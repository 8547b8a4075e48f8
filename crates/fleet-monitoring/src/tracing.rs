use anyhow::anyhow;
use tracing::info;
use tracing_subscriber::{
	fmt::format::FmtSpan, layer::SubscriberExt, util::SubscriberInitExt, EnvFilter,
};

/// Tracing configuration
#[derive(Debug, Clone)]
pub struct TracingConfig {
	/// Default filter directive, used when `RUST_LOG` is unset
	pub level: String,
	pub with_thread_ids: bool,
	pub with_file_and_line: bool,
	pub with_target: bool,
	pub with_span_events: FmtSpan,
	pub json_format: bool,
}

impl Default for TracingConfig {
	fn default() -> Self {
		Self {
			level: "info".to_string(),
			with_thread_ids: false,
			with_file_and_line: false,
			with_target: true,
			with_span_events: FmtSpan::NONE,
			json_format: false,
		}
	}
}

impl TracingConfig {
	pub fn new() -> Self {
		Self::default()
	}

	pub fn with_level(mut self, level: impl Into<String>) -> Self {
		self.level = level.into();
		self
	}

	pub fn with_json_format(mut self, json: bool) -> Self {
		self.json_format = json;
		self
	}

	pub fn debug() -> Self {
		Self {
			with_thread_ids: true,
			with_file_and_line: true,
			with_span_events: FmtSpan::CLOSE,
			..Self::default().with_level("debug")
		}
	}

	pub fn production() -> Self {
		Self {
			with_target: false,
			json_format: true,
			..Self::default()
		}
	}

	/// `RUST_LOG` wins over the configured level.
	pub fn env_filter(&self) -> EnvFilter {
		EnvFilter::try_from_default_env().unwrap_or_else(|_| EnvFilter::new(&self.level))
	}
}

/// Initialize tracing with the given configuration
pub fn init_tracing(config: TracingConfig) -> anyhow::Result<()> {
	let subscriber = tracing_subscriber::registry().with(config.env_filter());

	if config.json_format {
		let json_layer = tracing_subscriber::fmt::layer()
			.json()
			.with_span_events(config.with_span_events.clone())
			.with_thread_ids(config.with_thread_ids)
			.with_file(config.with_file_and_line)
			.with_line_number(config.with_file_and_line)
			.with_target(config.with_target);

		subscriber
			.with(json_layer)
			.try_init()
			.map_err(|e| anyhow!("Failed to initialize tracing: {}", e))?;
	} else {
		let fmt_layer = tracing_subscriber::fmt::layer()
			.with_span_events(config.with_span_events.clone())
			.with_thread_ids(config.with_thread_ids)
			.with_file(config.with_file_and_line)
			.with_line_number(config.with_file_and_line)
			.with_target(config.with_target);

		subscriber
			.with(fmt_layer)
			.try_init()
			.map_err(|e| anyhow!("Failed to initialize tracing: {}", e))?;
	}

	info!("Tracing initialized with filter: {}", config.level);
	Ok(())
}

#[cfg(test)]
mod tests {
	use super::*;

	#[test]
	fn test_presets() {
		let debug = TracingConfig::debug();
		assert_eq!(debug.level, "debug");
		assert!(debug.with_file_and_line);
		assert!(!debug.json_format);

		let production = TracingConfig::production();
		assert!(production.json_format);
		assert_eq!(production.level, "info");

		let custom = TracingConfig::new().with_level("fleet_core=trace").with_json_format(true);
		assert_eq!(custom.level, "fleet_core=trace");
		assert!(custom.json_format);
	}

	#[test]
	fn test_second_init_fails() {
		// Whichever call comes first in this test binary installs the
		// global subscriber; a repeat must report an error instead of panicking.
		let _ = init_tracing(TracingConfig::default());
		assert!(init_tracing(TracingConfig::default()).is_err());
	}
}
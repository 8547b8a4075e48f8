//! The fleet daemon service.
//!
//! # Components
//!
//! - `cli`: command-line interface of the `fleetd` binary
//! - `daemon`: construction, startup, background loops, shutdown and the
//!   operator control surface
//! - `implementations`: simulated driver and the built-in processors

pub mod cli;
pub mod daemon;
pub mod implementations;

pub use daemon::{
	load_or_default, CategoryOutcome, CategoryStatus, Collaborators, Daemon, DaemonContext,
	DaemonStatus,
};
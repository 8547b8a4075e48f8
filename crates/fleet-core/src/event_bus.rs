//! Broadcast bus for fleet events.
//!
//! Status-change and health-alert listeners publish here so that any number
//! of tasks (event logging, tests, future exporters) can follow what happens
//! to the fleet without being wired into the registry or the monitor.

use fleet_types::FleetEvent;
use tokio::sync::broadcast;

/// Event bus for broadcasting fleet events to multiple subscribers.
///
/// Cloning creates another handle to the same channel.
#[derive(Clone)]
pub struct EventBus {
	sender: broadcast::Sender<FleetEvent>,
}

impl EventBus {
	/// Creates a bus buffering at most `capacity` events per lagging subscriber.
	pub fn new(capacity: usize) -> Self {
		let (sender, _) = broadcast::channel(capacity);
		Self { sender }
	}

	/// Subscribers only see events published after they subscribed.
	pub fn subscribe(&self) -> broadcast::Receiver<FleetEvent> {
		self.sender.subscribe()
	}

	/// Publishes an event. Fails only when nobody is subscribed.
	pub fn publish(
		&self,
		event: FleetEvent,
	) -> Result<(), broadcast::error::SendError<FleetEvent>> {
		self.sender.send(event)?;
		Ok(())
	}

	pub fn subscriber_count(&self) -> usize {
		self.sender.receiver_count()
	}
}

——————————

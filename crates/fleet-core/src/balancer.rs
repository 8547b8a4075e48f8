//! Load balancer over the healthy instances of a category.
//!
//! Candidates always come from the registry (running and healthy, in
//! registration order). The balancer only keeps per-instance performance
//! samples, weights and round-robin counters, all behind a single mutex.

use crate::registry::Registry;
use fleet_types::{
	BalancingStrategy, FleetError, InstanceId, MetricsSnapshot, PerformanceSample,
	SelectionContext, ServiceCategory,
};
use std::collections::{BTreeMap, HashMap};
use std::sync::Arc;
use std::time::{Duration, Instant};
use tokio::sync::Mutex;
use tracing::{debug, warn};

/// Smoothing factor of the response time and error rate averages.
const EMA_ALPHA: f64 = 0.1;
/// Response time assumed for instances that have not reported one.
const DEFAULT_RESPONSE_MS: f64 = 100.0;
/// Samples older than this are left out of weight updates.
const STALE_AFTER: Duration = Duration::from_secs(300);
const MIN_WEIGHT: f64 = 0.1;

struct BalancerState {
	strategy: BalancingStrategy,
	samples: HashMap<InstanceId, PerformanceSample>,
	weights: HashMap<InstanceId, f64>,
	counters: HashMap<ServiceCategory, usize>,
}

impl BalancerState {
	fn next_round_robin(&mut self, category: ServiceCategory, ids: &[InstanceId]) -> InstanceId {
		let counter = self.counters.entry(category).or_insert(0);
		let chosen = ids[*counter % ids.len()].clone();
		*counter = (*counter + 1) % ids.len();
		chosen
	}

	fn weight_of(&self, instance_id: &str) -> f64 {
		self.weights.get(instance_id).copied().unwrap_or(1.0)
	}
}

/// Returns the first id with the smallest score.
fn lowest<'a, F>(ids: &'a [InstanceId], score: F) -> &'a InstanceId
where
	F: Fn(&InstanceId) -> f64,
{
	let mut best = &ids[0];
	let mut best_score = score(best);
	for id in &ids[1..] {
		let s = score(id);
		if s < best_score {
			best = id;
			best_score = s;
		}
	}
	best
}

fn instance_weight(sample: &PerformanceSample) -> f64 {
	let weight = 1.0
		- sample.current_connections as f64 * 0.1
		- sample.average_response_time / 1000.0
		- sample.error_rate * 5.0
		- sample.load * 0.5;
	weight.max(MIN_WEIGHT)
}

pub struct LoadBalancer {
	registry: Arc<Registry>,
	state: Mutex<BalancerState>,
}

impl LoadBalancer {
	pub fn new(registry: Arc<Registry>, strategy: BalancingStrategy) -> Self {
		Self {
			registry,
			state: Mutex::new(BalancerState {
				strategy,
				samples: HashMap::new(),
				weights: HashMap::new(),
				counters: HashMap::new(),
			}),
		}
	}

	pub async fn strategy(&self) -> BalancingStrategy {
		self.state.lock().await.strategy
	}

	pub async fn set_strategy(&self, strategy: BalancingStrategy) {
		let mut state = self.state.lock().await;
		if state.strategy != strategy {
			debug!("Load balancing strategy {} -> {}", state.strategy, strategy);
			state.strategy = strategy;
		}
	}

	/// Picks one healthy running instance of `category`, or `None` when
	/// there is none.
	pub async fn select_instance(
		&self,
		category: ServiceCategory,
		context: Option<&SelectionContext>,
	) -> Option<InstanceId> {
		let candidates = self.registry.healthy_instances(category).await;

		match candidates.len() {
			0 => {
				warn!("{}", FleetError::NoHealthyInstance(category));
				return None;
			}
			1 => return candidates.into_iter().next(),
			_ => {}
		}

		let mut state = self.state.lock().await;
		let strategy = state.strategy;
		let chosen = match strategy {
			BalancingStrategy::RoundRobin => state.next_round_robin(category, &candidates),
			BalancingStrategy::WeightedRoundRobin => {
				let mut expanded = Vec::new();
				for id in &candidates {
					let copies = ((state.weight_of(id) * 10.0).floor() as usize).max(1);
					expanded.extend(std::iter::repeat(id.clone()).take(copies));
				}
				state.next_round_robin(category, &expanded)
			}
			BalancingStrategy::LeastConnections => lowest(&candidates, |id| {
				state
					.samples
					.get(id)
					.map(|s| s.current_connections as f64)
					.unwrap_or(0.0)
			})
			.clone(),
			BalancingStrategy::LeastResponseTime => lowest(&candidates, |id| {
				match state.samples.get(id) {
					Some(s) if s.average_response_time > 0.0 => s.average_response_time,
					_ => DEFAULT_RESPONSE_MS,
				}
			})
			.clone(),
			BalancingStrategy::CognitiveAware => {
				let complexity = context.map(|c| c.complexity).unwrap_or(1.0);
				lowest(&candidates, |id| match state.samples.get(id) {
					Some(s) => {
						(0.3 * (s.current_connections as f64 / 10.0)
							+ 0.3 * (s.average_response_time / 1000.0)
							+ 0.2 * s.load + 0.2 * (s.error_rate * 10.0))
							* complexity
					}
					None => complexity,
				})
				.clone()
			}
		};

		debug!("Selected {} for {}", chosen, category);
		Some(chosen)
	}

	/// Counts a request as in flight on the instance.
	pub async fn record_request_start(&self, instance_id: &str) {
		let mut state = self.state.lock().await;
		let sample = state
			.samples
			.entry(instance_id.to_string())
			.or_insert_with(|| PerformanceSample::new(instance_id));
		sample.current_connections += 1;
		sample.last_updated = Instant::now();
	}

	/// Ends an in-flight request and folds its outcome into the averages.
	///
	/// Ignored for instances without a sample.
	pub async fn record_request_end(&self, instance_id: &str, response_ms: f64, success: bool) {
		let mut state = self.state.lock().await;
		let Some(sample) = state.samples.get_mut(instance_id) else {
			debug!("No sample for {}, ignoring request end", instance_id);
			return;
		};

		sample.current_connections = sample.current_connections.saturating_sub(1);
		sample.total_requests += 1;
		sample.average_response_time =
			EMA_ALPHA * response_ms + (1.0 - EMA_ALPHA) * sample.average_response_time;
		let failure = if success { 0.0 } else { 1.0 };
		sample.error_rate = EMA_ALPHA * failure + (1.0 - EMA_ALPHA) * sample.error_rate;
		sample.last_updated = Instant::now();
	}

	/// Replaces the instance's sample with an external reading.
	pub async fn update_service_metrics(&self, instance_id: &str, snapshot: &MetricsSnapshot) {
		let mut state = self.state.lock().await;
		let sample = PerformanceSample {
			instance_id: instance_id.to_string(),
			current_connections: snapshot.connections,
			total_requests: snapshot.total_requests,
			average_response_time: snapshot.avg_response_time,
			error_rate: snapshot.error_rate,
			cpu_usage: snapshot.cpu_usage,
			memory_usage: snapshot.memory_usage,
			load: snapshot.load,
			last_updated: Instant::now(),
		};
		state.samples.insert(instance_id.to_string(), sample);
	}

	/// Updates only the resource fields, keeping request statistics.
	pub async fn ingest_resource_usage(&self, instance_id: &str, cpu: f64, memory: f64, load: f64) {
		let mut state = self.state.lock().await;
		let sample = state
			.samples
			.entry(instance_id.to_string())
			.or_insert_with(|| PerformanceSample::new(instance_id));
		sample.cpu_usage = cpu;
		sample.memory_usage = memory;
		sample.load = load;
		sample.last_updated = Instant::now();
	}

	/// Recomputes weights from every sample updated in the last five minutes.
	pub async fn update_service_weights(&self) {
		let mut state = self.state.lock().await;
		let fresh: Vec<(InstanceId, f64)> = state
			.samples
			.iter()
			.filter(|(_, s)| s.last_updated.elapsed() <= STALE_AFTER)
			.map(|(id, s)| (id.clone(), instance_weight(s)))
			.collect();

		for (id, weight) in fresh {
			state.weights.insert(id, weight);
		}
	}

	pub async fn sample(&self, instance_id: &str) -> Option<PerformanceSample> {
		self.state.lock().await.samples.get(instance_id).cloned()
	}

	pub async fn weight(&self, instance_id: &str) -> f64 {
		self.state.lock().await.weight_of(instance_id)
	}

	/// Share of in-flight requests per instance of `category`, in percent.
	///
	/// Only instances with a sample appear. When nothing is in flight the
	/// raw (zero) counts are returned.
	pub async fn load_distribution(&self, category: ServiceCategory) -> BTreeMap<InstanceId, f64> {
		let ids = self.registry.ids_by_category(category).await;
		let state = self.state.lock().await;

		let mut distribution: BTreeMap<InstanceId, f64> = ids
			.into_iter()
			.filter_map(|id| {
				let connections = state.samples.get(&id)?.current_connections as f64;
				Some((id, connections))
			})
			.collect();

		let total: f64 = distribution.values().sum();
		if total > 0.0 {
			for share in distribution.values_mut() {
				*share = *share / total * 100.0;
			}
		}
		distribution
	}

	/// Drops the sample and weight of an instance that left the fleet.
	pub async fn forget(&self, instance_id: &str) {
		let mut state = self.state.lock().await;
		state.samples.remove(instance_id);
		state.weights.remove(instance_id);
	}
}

——————————

TASK TO COMPLETE:
Return the lines of the listing where the string "LoadBalancer" appears.

YOUR SOLUTION:
pub struct LoadBalancer {
impl LoadBalancer {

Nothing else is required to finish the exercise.